Establishing Acceptance as a Means of Forward Progress

With that realization, Dr. Ediger began his clinical work in the 'work hardening' program. Next, he provided coverage for a psychological provider on leave from a pain clinic, ultimately prompting him to treat many chronic pain patients in his private practice. His treatment goals? Dr. Ediger explains he's just "trying to help people live the best life they can within the context of an unchangeable, unwanted" chronic condition.

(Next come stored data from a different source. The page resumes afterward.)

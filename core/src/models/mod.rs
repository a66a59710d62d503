// quinta/src/models/mod.rs

//! Plain records owned by the application state. Records refer to each other
//! only by identifier or by category label, never by pointer.

pub mod account;
pub mod cart_line;
pub mod employee;
pub mod invoice;
pub mod product;
pub mod transaction;
pub mod user;

pub use account::{AccountDraft, AccountKind, AccountPatch, AccountStatus, CurrentAccount};
pub use cart_line::CartLine;
pub use employee::{DocumentKind, Employee, EmployeeDraft, EmployeePatch, PaymentStatus};
pub use invoice::Invoice;
pub use product::{Product, ProductDraft, ProductPatch};
pub use transaction::{Transaction, TransactionKind, PAYROLL_CATEGORY, SALES_CATEGORY};
pub use user::{Permission, Role, User, UserDraft, UserPatch, UserProfile};

/// Label given to records whose category was deleted.
pub const UNCATEGORIZED: &str = "Sem Categoria";

pub(crate) fn uncategorized() -> String {
  UNCATEGORIZED.to_string()
}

Of course, he notes, "If they could snap their hands, they would remove the pain in a heartbeat, but that's not on the table." Instead, he says, he guides his patient with different prompts, asking, "How do we think about our pain, interact with our pain, manage our pain...are there things we can do to manipulate our nervous system?" Now, these questions don't change the nature of the pain itself. Yet, he explains, "Because the more we catastrophize our pain, the more it hurts," he is able to reduce patient's daily burden by giving them "a mixture of hope and understanding," when previously they'd only felt "trapped and helpless."

Setting Goals for Life

Once a patient is able to shift his or her mindset to one of greater acceptance, Dr. Ediger notes he can begin introducing "cognitive behavioral approaches to chronic pain." While these approaches vary, he embraces ones that are "acceptance based," and work within a CBT context while "educating them about their pain and the interactions between catastrophic thinking and pain and their nervous system and pain."

Of course, he cautions, "You also don't want just to say it's all in your head. If you think differently, you won't have pain." That would be dismissive, especially for patients with conditions such as fibromyalgia that aren't solidly physiologically observable. Instead, he begins a dialogue with patients, telling them, "I have good news and bad news." The good, he says? "All pain is in our head...phantom limb syndrome—when someone's been amputated and they can still feel pain in the missing limb—taught us that." After all, he continues, "You can have pain in your left hand and not have a left hand anymore." As such, he extrapolates, it's true that "all pain is in our head, regardless of whether it shows up on an M R I or an x-ray or something like that."

Yet that doesn't mean it's imagined. Instead, it means that "The only organ we need for pain is our brain, which gives us some tools to manipulate it with our brain," which is, of course, a positive. At the same time, Dr. Ediger cautions that brain-based pain is also problematic since "we're not getting rid of the brain." So, to help patients move past this dichotomy, he tells them, "If the brain's going to want to feel pain, we also need some acceptance components...we can't just live for the pain, we have to live for something else and have the pain be a part of that."

Already, he explains, this nuanced approach has advanced the way he cares for patients and the results his patients are seeing in their everyday lives. As such, he says, his compassionate approach to pain management has moved past "CBT for chronic pain [by] mixing in the more acceptance-based components." The result? He's helping change the pain management environment with this "third wave" care plan, allowing us all to embrace "a different relationship with our pain" that lets us move past obstacles and reintegrate into the world.